By starting up the minikube with the following :
minikube start --insecure-registry=internal-site.dev:5244
It will start the docker daemon with the --insecure-registry option :
/usr/local/bin/docker daemon -D -g /var/lib/docker -H unix:// -H tcp://0.0.0.0:2376 --label provider=virtualbox --insecure-registry internal-site.dev:5244 --tlsverify --tlscacert=/var/lib/boot2docker/ca.pem --tlscert=/var/lib/boot2docker/server.pem --tlskey=/var/lib/boot2docker/server-key.pem -s aufs
I would also recommend reading "Adding imagePulSecrets to service account" (link on the page above) to get the secret added to all pods as they are deployed. Note that this will not impact already deployed pods.
Shell into Minikube.
Copy your certificates to:
/etc/docker/certs.d/<docker registry host>:<docker registry port>
Ensure that your permissions are correct on the certificate, they must be at least readable.
Restart Docker (systemctl restart docker)

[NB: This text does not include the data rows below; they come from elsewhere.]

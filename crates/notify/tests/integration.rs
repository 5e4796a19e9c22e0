//! Integration tests for notify

#[cfg(test)]
mod tests {
    use autopatch_config::MailSettings;
    use autopatch_errors::NotifyError;
    use autopatch_notify::testing::{FailingSender, RecordingSender};
    use autopatch_notify::*;

    fn settings() -> MailSettings {
        MailSettings {
            from: "root@node1.example.org".to_string(),
            to: "root@node1.example.org, ops@example.org".to_string(),
            subject: "auto-patch node1.example.org".to_string(),
            mailhost: "localhost".to_string(),
        }
    }

    #[test]
    fn test_compose_and_recipients() {
        let report = MailReport::compose(&settings(), "\nINFO: patches successfully installed\n");
        assert_eq!(report.subject, "auto-patch node1.example.org");
        assert_eq!(
            report.recipients().collect::<Vec<_>>(),
            vec!["root@node1.example.org", "ops@example.org"]
        );
    }

    #[test]
    fn test_build_message() {
        let report = MailReport::compose(&settings(), "body text\n");
        let message = SmtpSender::build_message(&report).unwrap();
        let formatted = String::from_utf8(message.formatted()).unwrap();
        assert!(formatted.contains("Subject: auto-patch node1.example.org"));
        assert!(formatted.contains("ops@example.org"));
        assert!(formatted.contains("body text"));
    }

    #[test]
    fn test_invalid_address_is_rejected() {
        let mut report = MailReport::compose(&settings(), "body");
        report.from = "not an address".to_string();
        let err = SmtpSender::build_message(&report).unwrap_err();
        assert!(matches!(err, NotifyError::InvalidAddress { .. }));
    }

    #[test]
    fn test_missing_recipient_is_rejected() {
        let mut report = MailReport::compose(&settings(), "body");
        report.to = " , ".to_string();
        let err = SmtpSender::build_message(&report).unwrap_err();
        assert!(matches!(err, NotifyError::Compose { .. }));
    }

    #[test]
    fn test_recording_sender() {
        let sender = RecordingSender::new();
        let report = MailReport::compose(&settings(), "body");
        (&sender).send(&report).unwrap();
        assert_eq!(sender.sent(), vec![report]);
    }

    #[test]
    fn test_failing_sender() {
        let report = MailReport::compose(&settings(), "body");
        let err = FailingSender.send(&report).unwrap_err();
        assert!(matches!(err, NotifyError::Delivery { .. }));
    }
}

Don't forget to create a secret if your Docker Registry uses basic authentication:
kubectl create secret docker-registry service-registry --docker-server=<docker registry host>:<docker registry port> --docker-username=<name> --docker-password=<pwd> --docker-email=<email>
Well, the minikube has a feature to copy all the contents of ~/.minikube/files directory to its VM filesystem. So you can place your certificates under
~/.minikube/files/etc/docker/certs.d/<docker registry host>:<docker registry port> path
and these files will be copied into the proper destination on minikube startup automagically.